Great. The guy was a philosopher. Something about the idea of an intellectual werewolf struck me as funny, and, despite the circling wolves, I grinned. Drawing on Beast’s speed and strength, I pulled my Benelli and the H&K, covering the males with a swing of the shotgun barrel, and sighting the 9 mil at the wolf-bitch girl. She didn’t smell dominant, but as the only female present, she had some kind of power. I assumed.

“No we don’t, Roul. So, tell me”—I moved the barrel of the Benelli from one male to the other, pausing on each for a moment before moving on, my emotions settling into battle readiness, cold and empty—“will I get what I want if I fill you all full of silver shot? Is silver deadly to weres, like the myths say? ’Cause I’m loaded for vamp with silver fléchette rounds, and I’m betting they kill your kind like they do the fangheads. Slow, painful poisoning.”
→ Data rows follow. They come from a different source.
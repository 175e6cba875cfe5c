//! Coordinator error taxonomy
//!
//! Every variant renders with the device or permission it concerns so a
//! presentation layer can show it verbatim.

use crate::domain::types::{AdapterState, Capability, PeripheralId, SourceKind};
use thiserror::Error;

#[derive(Debug, Clone, PartialEq, Eq, Error)]
pub enum ScanError {
    #[error("{0} permission was denied")]
    PermissionDenied(Capability),

    #[error("{0} permission was permanently denied; enable it in system settings")]
    PermissionDeniedPermanently(Capability),

    #[error("Bluetooth adapter is unavailable ({})", .0.as_str())]
    AdapterUnavailable(AdapterState),

    #[error("failed to connect to {peripheral}: {reason}")]
    ConnectionFailed { peripheral: PeripheralId, reason: String },

    #[error("failed to subscribe to scanner data on {peripheral}: {reason}")]
    SubscriptionFailed { peripheral: PeripheralId, reason: String },

    #[error("link to {peripheral} was lost")]
    LinkLost { peripheral: PeripheralId },

    #[error("cannot activate {} source while another source is active", .0.as_str())]
    SourceBusy(SourceKind),

    #[error("a connection to {0} is already active or in progress")]
    ConnectionBusy(PeripheralId),

    #[error("Bluetooth radio is busy ({0})")]
    RadioBusy(&'static str),

    #[error("peripheral {0} was not discovered in the current session")]
    UnknownPeripheral(PeripheralId),

    #[error("no discovery session is running")]
    DiscoveryInactive,

    #[error("operation was cancelled")]
    Cancelled,

    #[error("coordinator is shut down")]
    ShutDown,
}

impl ScanError {
    /// Whether the only recovery is directing the user to system settings
    pub fn needs_settings(&self) -> bool {
        matches!(self, ScanError::PermissionDeniedPermanently(_))
    }

    /// Stable snake_case label for structured logs
    pub fn kind(&self) -> &'static str {
        match self {
            ScanError::PermissionDenied(_) => "permission_denied",
            ScanError::PermissionDeniedPermanently(_) => "permission_denied_permanently",
            ScanError::AdapterUnavailable(_) => "adapter_unavailable",
            ScanError::ConnectionFailed { .. } => "connection_failed",
            ScanError::SubscriptionFailed { .. } => "subscription_failed",
            ScanError::LinkLost { .. } => "link_lost",
            ScanError::SourceBusy(_) => "source_busy",
            ScanError::ConnectionBusy(_) => "connection_busy",
            ScanError::RadioBusy(_) => "radio_busy",
            ScanError::UnknownPeripheral(_) => "unknown_peripheral",
            ScanError::DiscoveryInactive => "discovery_inactive",
            ScanError::Cancelled => "cancelled",
            ScanError::ShutDown => "shut_down",
        }
    }
}

#[cfg(test)]
mod tests {
    use super::*;

    #[test]
    fn test_messages_carry_context() {
        let err = ScanError::ConnectionFailed {
            peripheral: PeripheralId::new("C4:7F:51:00:12:34"),
            reason: "timed out".to_string(),
        };
        assert_eq!(err.to_string(), "failed to connect to C4:7F:51:00:12:34: timed out");

        let err = ScanError::PermissionDeniedPermanently(Capability::Camera);
        assert!(err.to_string().starts_with("camera permission"));
        assert!(err.needs_settings());
        assert!(!ScanError::PermissionDenied(Capability::Camera).needs_settings());
    }

    #[test]
    fn test_adapter_message() {
        let err = ScanError::AdapterUnavailable(AdapterState::PoweredOff);
        assert_eq!(err.to_string(), "Bluetooth adapter is unavailable (powered_off)");
        assert_eq!(err.kind(), "adapter_unavailable");
    }
}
The pack-mates halted as one, midmotion, midstrip, mid-laugh, which told me the silver myths were true. But the pack was nearly in position to attack, and if they did, there wasn’t a dang thing I could do about it until after the fact. I was licensed to kill rogue vampires, not weres. If I killed them, it had to be provable self-defense. I had to have the wounds to back any claim in court. I hadn’t seen security cameras, but if I attacked first and someone was filming, I could have legal charges brought against me. Booger had disappeared. Convenient for him. Not so much for me. “Silver poisoning is a nasty way to die,” I said.